• What you will do
Within the data that follows, set down exactly the lines from the one containing "PartialEq, Eq, Serialize, Deserialize)]" through the one containing "pub struct DeckAnalysis", both ends included.

Stored items
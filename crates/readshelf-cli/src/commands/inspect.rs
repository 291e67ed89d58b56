//! Inspect command - parse an export offline and summarize it.

use std::path::PathBuf;

use colored::Colorize;

use crate::cli::InputFormat;

pub fn run(
    file: PathBuf,
    format: InputFormat,
    json: bool,
    verbose: bool,
) -> Result<(), Box<dyn std::error::Error>> {
    let books = super::load_books(&file, format, false, verbose)?;

    if json {
        let summary = serde_json::json!({
            "file": file.display().to_string(),
            "format": format.to_string(),
            "total": books.len(),
            "books": books,
        });
        println!("{}", serde_json::to_string_pretty(&summary)?);
        return Ok(());
    }

    println!(
        "{} {} ({} format)",
        "Parsed".cyan().bold(),
        file.display().to_string().white(),
        format
    );
    println!(
        "{} importable books",
        books.len().to_string().white().bold()
    );
    println!();
    super::print_records(&books);

    Ok(())
}
use std::collections::BTreeMap;

use lazy_static::lazy_static;
use regex::Regex;

/// Symbols tracked in the deck-level color distribution.
pub const COLOR_SYMBOLS: [&str; 6] = ["W", "U", "B", "R", "G", "C"];

lazy_static! {
    static ref MANA_SYMBOL: Regex = Regex::new(r"\{(.*?)\}").unwrap();
}

#[derive(Debug, Clone, Default, PartialEq, Eq)]
pub struct ManaPips {
    pub total: u32,
    pub symbols: BTreeMap<String, u32>,
}

impl ManaPips {
    /// Counts for W/U/B/R/G/C only, skipping generic, X and Phyrexian parts.
    pub fn color_counts(&self) -> BTreeMap<&'static str, u32> {
        COLOR_SYMBOLS
            .iter()
            .filter_map(|symbol| self.symbols.get(*symbol).map(|count| (*symbol, *count)))
            .collect()
    }
}

/// Counts every `{...}` part of a cost. Hybrid `{U/B}` counts once per side.
pub fn parse_pips(mana_cost: &str) -> ManaPips {
    let mut pips = ManaPips::default();
    for token in MANA_SYMBOL.captures_iter(mana_cost) {
        let contents = token[1].to_uppercase();
        for part in contents.split('/').filter(|part| !part.is_empty()) {
            *pips.symbols.entry(part.to_string()).or_insert(0) += 1;
            pips.total += 1;
        }
    }
    pips
}
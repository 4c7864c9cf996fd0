use std::collections::HashMap;
use std::env;
use std::fs::{File, OpenOptions};
use std::io::{Read, Write};
use std::path::{Path, PathBuf};
use std::str::FromStr;
use std::sync::{Arc, RwLock};
use std::time::Duration;

use anyhow::{anyhow, Context as _};
use directories::ProjectDirs;

use crate::analysis::AnalysisMode;

const APP_NAME: &str = "deck-analysis";
const APP_AUTHOR: &str = "akio";
const APP_QUALIFIER: &str = "com";

const CONFIG_FILE_NAME: &str = "runtime_data.json";

pub const LAST_RUN_AT_KEY: &str = "last_run_at";
pub const LAST_RUN_MODE_KEY: &str = "last_run_mode";
pub const LAST_RUN_SUMMARY_KEY: &str = "last_run_summary";

const DEFAULT_CONNECTION: &str = "ws://localhost:8000";
const DEFAULT_NAMESPACE: &str = "mtg";
const DEFAULT_DATABASE: &str = "mtg";
const DEFAULT_CONCURRENCY: usize = 4;
const DEFAULT_QUERY_TIMEOUT_SECS: u64 = 30;

/// Where deck data is read from and analyses are written to.
#[derive(Debug, Clone, PartialEq)]
pub struct StoreConfig {
    pub connection: String,
    pub namespace: String,
    pub database: String,
    pub username: Option<String>,
    pub password: Option<String>,
}

#[derive(Debug, Clone, PartialEq)]
pub struct EngineConfig {
    pub store: StoreConfig,
    pub mode: AnalysisMode,
    pub concurrency: usize,
    pub query_timeout: Duration,
}

impl Default for EngineConfig {
    fn default() -> Self {
        EngineConfig {
            store: StoreConfig {
                connection: DEFAULT_CONNECTION.to_string(),
                namespace: DEFAULT_NAMESPACE.to_string(),
                database: DEFAULT_DATABASE.to_string(),
                username: None,
                password: None,
            },
            mode: AnalysisMode::FreshOnly,
            concurrency: DEFAULT_CONCURRENCY,
            query_timeout: Duration::from_secs(DEFAULT_QUERY_TIMEOUT_SECS),
        }
    }
}

impl EngineConfig {
    pub fn from_env() -> anyhow::Result<Self> {
        Self::from_lookup(|key| env::var(key).ok())
    }

    /// Builds the config from any key lookup; blank values count as unset.
    pub fn from_lookup<F>(lookup: F) -> anyhow::Result<Self>
    where
        F: Fn(&str) -> Option<String>,
    {
        let get = |key: &str| lookup(key).filter(|value| !value.trim().is_empty());
        let defaults = EngineConfig::default();

        let mode = match get("DECK_ANALYSIS_MODE") {
            Some(value) => AnalysisMode::from_str(&value)
                .map_err(|_| anyhow!("DECK_ANALYSIS_MODE must be fresh-only or overwrite, got {}", value))?,
            None => defaults.mode,
        };
        let concurrency = match get("DECK_ANALYSIS_CONCURRENCY") {
            Some(value) => value
                .parse::<usize>()
                .with_context(|| format!("invalid DECK_ANALYSIS_CONCURRENCY {}", value))?,
            None => defaults.concurrency,
        };
        let query_timeout = match get("DECK_ANALYSIS_QUERY_TIMEOUT_SECS") {
            Some(value) => Duration::from_secs(
                value
                    .parse::<u64>()
                    .with_context(|| format!("invalid DECK_ANALYSIS_QUERY_TIMEOUT_SECS {}", value))?,
            ),
            None => defaults.query_timeout,
        };

        Ok(EngineConfig {
            store: StoreConfig {
                connection: get("SURREAL_DB_HOST").unwrap_or(defaults.store.connection),
                namespace: get("SURREAL_DB_NS").unwrap_or(defaults.store.namespace),
                database: get("SURREAL_DB_NAME").unwrap_or(defaults.store.database),
                username: get("SURREAL_DB_USER"),
                password: get("SURREAL_DB_PASS"),
            },
            mode,
            concurrency: concurrency.max(1),
            query_timeout,
        })
    }
}

/// Small key/value file kept between runs, e.g. the last run summary.
pub struct Context {
    pub data: Arc<RwLock<HashMap<String, String>>>,
    config_file_path: PathBuf,
}

pub fn create_context() -> anyhow::Result<Context> {
    let project_dirs = ProjectDirs::from(APP_QUALIFIER, APP_AUTHOR, APP_NAME)
        .ok_or_else(|| anyhow!("Failed to get the project directory"))?;

    let runtime_dir = project_dirs.data_local_dir();
    log::debug!("Runtime directory: {:?}", runtime_dir);

    std::fs::create_dir_all(runtime_dir)
        .with_context(|| format!("Failed to create {:?}", runtime_dir))?;

    load_data_from_file(&runtime_dir.join(CONFIG_FILE_NAME))
}

pub fn load_data_from_file(config_file_path: &Path) -> anyhow::Result<Context> {
    let data = if config_file_path.exists() {
        let mut file = File::open(config_file_path)?;
        let mut contents = String::new();
        file.read_to_string(&mut contents)?;
        if contents.trim().is_empty() {
            HashMap::new()
        } else {
            serde_json::from_str(&contents)
                .with_context(|| format!("Failed to parse {:?}", config_file_path))?
        }
    } else {
        HashMap::new()
    };

    Ok(Context {
        data: Arc::new(RwLock::new(data)),
        config_file_path: config_file_path.to_path_buf(),
    })
}

impl Context {
    pub fn read_data(&self, key: &str) -> Option<String> {
        let data_read = self.data.read().ok()?;
        data_read.get(key).cloned()
    }

    pub fn write_data(&self, key: &str, value: &str) -> anyhow::Result<()> {
        let mut data_write = self
            .data
            .write()
            .map_err(|_| anyhow!("runtime data lock poisoned"))?;
        data_write.insert(key.to_string(), value.to_string());
        save_data(&self.config_file_path, &data_write)
    }
}

fn save_data(config_file_path: &Path, data: &HashMap<String, String>) -> anyhow::Result<()> {
    let mut file = OpenOptions::new()
        .write(true)
        .create(true)
        .truncate(true)
        .open(config_file_path)?;
    let content = serde_json::to_string(data)?;
    file.write_all(content.as_bytes())?;
    Ok(())
}

#[cfg(test)]
mod tests {
    use super::*;
    use tempfile::NamedTempFile;

    fn create_temp_file_path() -> PathBuf {
        NamedTempFile::new()
            .expect("Failed to create a temp file")
            .path()
            .to_path_buf()
    }

    #[test]
    fn test_read_write_data() {
        let config_file_path = create_temp_file_path();
        let runtime_data = load_data_from_file(&config_file_path).unwrap();

        assert_eq!(runtime_data.read_data("key"), None);

        runtime_data.write_data("key", "value").unwrap();
        assert_eq!(runtime_data.read_data("key"), Some("value".to_string()));
    }

    #[test]
    fn test_persistence() {
        let config_file_path = create_temp_file_path();

        {
            let runtime_data = load_data_from_file(&config_file_path).unwrap();
            runtime_data.write_data(LAST_RUN_MODE_KEY, "overwrite").unwrap();
        }

        {
            let runtime_data = load_data_from_file(&config_file_path).unwrap();
            assert_eq!(
                runtime_data.read_data(LAST_RUN_MODE_KEY),
                Some("overwrite".to_string())
            );
        }
    }

    fn lookup(pairs: &'static [(&'static str, &'static str)]) -> impl Fn(&str) -> Option<String> {
        move |key: &str| {
            pairs
                .iter()
                .find(|(k, _)| *k == key)
                .map(|(_, v)| v.to_string())
        }
    }

    #[test]
    fn test_config_defaults() {
        let config = EngineConfig::from_lookup(lookup(&[])).unwrap();
        assert_eq!(config, EngineConfig::default());
        assert_eq!(config.mode, AnalysisMode::FreshOnly);
        assert_eq!(config.store.username, None);
    }

    #[test]
    fn test_config_from_env_values() {
        let config = EngineConfig::from_lookup(lookup(&[
            ("SURREAL_DB_HOST", "https://db.example.com"),
            ("SURREAL_DB_USER", "root"),
            ("SURREAL_DB_PASS", "secret"),
            ("SURREAL_DB_NS", " "),
            ("DECK_ANALYSIS_MODE", "overwrite"),
            ("DECK_ANALYSIS_CONCURRENCY", "0"),
            ("DECK_ANALYSIS_QUERY_TIMEOUT_SECS", "5"),
        ]))
        .unwrap();

        assert_eq!(config.store.connection, "https://db.example.com");
        assert_eq!(config.store.username.as_deref(), Some("root"));
        assert_eq!(config.store.namespace, "mtg");
        assert_eq!(config.mode, AnalysisMode::Overwrite);
        assert_eq!(config.concurrency, 1);
        assert_eq!(config.query_timeout, Duration::from_secs(5));
    }

    #[test]
    fn test_config_rejects_unknown_mode() {
        assert!(EngineConfig::from_lookup(lookup(&[("DECK_ANALYSIS_MODE", "sometimes")])).is_err());
    }
}
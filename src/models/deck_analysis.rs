use std::collections::{BTreeMap, BTreeSet};

use serde::{Deserialize, Serialize};

use crate::analysis::classifier::RoleTag;
use crate::analysis::mana_cost::COLOR_SYMBOLS;

#[derive(Debug, Clone, Copy, Default, PartialEq, Eq, Serialize, Deserialize)]
pub struct RoleCounts {
    pub draw: u32,
    pub ramp: u32,
    pub single_target_removal: u32,
    pub mass_removal: u32,
    pub counterspell: u32,
    pub token: u32,
    pub recursion: u32,
}

impl RoleCounts {
    pub fn add(&mut self, tag: RoleTag, quantity: u32) {
        let counter = match tag {
            RoleTag::Draw => &mut self.draw,
            RoleTag::Ramp => &mut self.ramp,
            RoleTag::SingleTargetRemoval => &mut self.single_target_removal,
            RoleTag::MassRemoval => &mut self.mass_removal,
            RoleTag::Counterspell => &mut self.counterspell,
            RoleTag::TokenGenerator => &mut self.token,
            RoleTag::Recursion => &mut self.recursion,
        };
        *counter = counter.saturating_add(quantity);
    }
}

/// Per-deck summary produced by the aggregator.
#[derive(Debug, Clone, PartialEq)]
pub struct DeckAnalysis {
    pub deck_id: String,
    pub roles: RoleCounts,
    pub average_mana_value: f64,
    pub highest_mana_value: f64,
    pub mana_curve: BTreeMap<u32, u32>,
    pub card_types: BTreeSet<String>,
    pub basic_land_count: u32,
    pub nonbasic_land_count: u32,
    pub land_count: u32,
    pub color_symbol_counts: BTreeMap<String, u32>,
}

impl DeckAnalysis {
    pub fn empty(deck_id: &str) -> Self {
        DeckAnalysis {
            deck_id: deck_id.to_string(),
            roles: RoleCounts::default(),
            average_mana_value: 0.0,
            highest_mana_value: 0.0,
            mana_curve: BTreeMap::new(),
            card_types: BTreeSet::new(),
            basic_land_count: 0,
            nonbasic_land_count: 0,
            land_count: 0,
            color_symbol_counts: COLOR_SYMBOLS
                .iter()
                .map(|symbol| (symbol.to_string(), 0))
                .collect(),
        }
    }
}

/// Storage form of a `DeckAnalysis`: one row in `deck_analysis`, map fields as JSON text.
#[derive(Debug, Clone, PartialEq, Serialize, Deserialize)]
pub struct AnalysisRecord {
    pub deck_id: String,
    pub draw_count: u32,
    pub ramp_count: u32,
    pub single_target_removal_count: u32,
    pub mass_removal_count: u32,
    pub counterspell_count: u32,
    pub token_count: u32,
    pub recursion_count: u32,
    pub average_mana_value: f64,
    pub highest_mana_value: f64,
    pub mana_curve: String,
    pub card_types: String,
    pub color_symbols: String,
    pub basic_land_count: u32,
    pub nonbasic_land_count: u32,
    pub land_count: u32,
    pub analyzed_at: String,
}

impl AnalysisRecord {
    pub fn encode(analysis: &DeckAnalysis) -> Result<Self, serde_json::Error> {
        let roles = &analysis.roles;
        Ok(AnalysisRecord {
            deck_id: analysis.deck_id.clone(),
            draw_count: roles.draw,
            ramp_count: roles.ramp,
            single_target_removal_count: roles.single_target_removal,
            mass_removal_count: roles.mass_removal,
            counterspell_count: roles.counterspell,
            token_count: roles.token,
            recursion_count: roles.recursion,
            average_mana_value: analysis.average_mana_value,
            highest_mana_value: analysis.highest_mana_value,
            mana_curve: serde_json::to_string(&analysis.mana_curve)?,
            card_types: serde_json::to_string(&analysis.card_types)?,
            color_symbols: serde_json::to_string(&analysis.color_symbol_counts)?,
            basic_land_count: analysis.basic_land_count,
            nonbasic_land_count: analysis.nonbasic_land_count,
            land_count: analysis.land_count,
            analyzed_at: utc_now(),
        })
    }

    pub fn decode(&self) -> Result<DeckAnalysis, serde_json::Error> {
        Ok(DeckAnalysis {
            deck_id: self.deck_id.clone(),
            roles: RoleCounts {
                draw: self.draw_count,
                ramp: self.ramp_count,
                single_target_removal: self.single_target_removal_count,
                mass_removal: self.mass_removal_count,
                counterspell: self.counterspell_count,
                token: self.token_count,
                recursion: self.recursion_count,
            },
            average_mana_value: self.average_mana_value,
            highest_mana_value: self.highest_mana_value,
            mana_curve: serde_json::from_str(&self.mana_curve)?,
            card_types: serde_json::from_str(&self.card_types)?,
            basic_land_count: self.basic_land_count,
            nonbasic_land_count: self.nonbasic_land_count,
            land_count: self.land_count,
            color_symbol_counts: serde_json::from_str(&self.color_symbols)?,
        })
    }
}

fn utc_now() -> String {
    chrono::Utc::now().to_rfc3339_opts(chrono::SecondsFormat::Secs, true)
}

#[cfg(test)]
mod test {
    use super::*;

    fn sample() -> DeckAnalysis {
        let mut analysis = DeckAnalysis::empty("deck-1");
        analysis.roles.add(RoleTag::Draw, 2);
        analysis.roles.add(RoleTag::SingleTargetRemoval, 1);
        analysis.average_mana_value = 8.0 / 3.0;
        analysis.highest_mana_value = 4.0;
        analysis.mana_curve = BTreeMap::from([(4, 1), (2, 2)]);
        analysis.card_types = BTreeSet::from(["Sorcery".to_string(), "Instant".to_string()]);
        analysis.land_count = 10;
        analysis.basic_land_count = 10;
        analysis.color_symbol_counts.insert("U".to_string(), 2);
        analysis.color_symbol_counts.insert("B".to_string(), 1);
        analysis
    }

    #[test]
    fn test_empty_analysis_has_all_color_keys() {
        let analysis = DeckAnalysis::empty("d");
        assert_eq!(analysis.color_symbol_counts.len(), 6);
        assert!(analysis.color_symbol_counts.values().all(|count| *count == 0));
        assert!(analysis.mana_curve.is_empty());
    }

    #[test]
    fn test_role_counts_saturate() {
        let mut roles = RoleCounts::default();
        roles.add(RoleTag::Draw, u32::MAX);
        roles.add(RoleTag::Draw, 4);
        assert_eq!(roles.draw, u32::MAX);
        assert_eq!(roles.ramp, 0);
    }

    #[test]
    fn test_encoded_maps_are_stable_text() {
        let record = AnalysisRecord::encode(&sample()).unwrap();
        assert_eq!(record.mana_curve, r#"{"2":2,"4":1}"#);
        assert_eq!(record.card_types, r#"["Instant","Sorcery"]"#);
        assert_eq!(
            record.color_symbols,
            r#"{"B":1,"C":0,"G":0,"R":0,"U":2,"W":0}"#
        );

        let again = AnalysisRecord::encode(&record.decode().unwrap()).unwrap();
        assert_eq!(again.mana_curve, record.mana_curve);
        assert_eq!(again.card_types, record.card_types);
        assert_eq!(again.color_symbols, record.color_symbols);
    }

    #[test]
    fn test_decode_restores_every_field() {
        let analysis = sample();
        let record = AnalysisRecord::encode(&analysis).unwrap();
        assert_eq!(record.decode().unwrap(), analysis);
    }
}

• Exercise answer
#[derive(Debug, Clone, Copy, Default, PartialEq, Eq, Serialize, Deserialize)]
pub struct RoleCounts {
    pub draw: u32,
    pub ramp: u32,
    pub single_target_removal: u32,
    pub mass_removal: u32,
    pub counterspell: u32,
    pub token: u32,
    pub recursion: u32,
}

impl RoleCounts {
    pub fn add(&mut self, tag: RoleTag, quantity: u32) {
        let counter = match tag {
            RoleTag::Draw => &mut self.draw,
            RoleTag::Ramp => &mut self.ramp,
            RoleTag::SingleTargetRemoval => &mut self.single_target_removal,
            RoleTag::MassRemoval => &mut self.mass_removal,
            RoleTag::Counterspell => &mut self.counterspell,
            RoleTag::TokenGenerator => &mut self.token,
            RoleTag::Recursion => &mut self.recursion,
        };
        *counter = counter.saturating_add(quantity);
    }
}

/// Per-deck summary produced by the aggregator.
#[derive(Debug, Clone, PartialEq)]
pub struct DeckAnalysis {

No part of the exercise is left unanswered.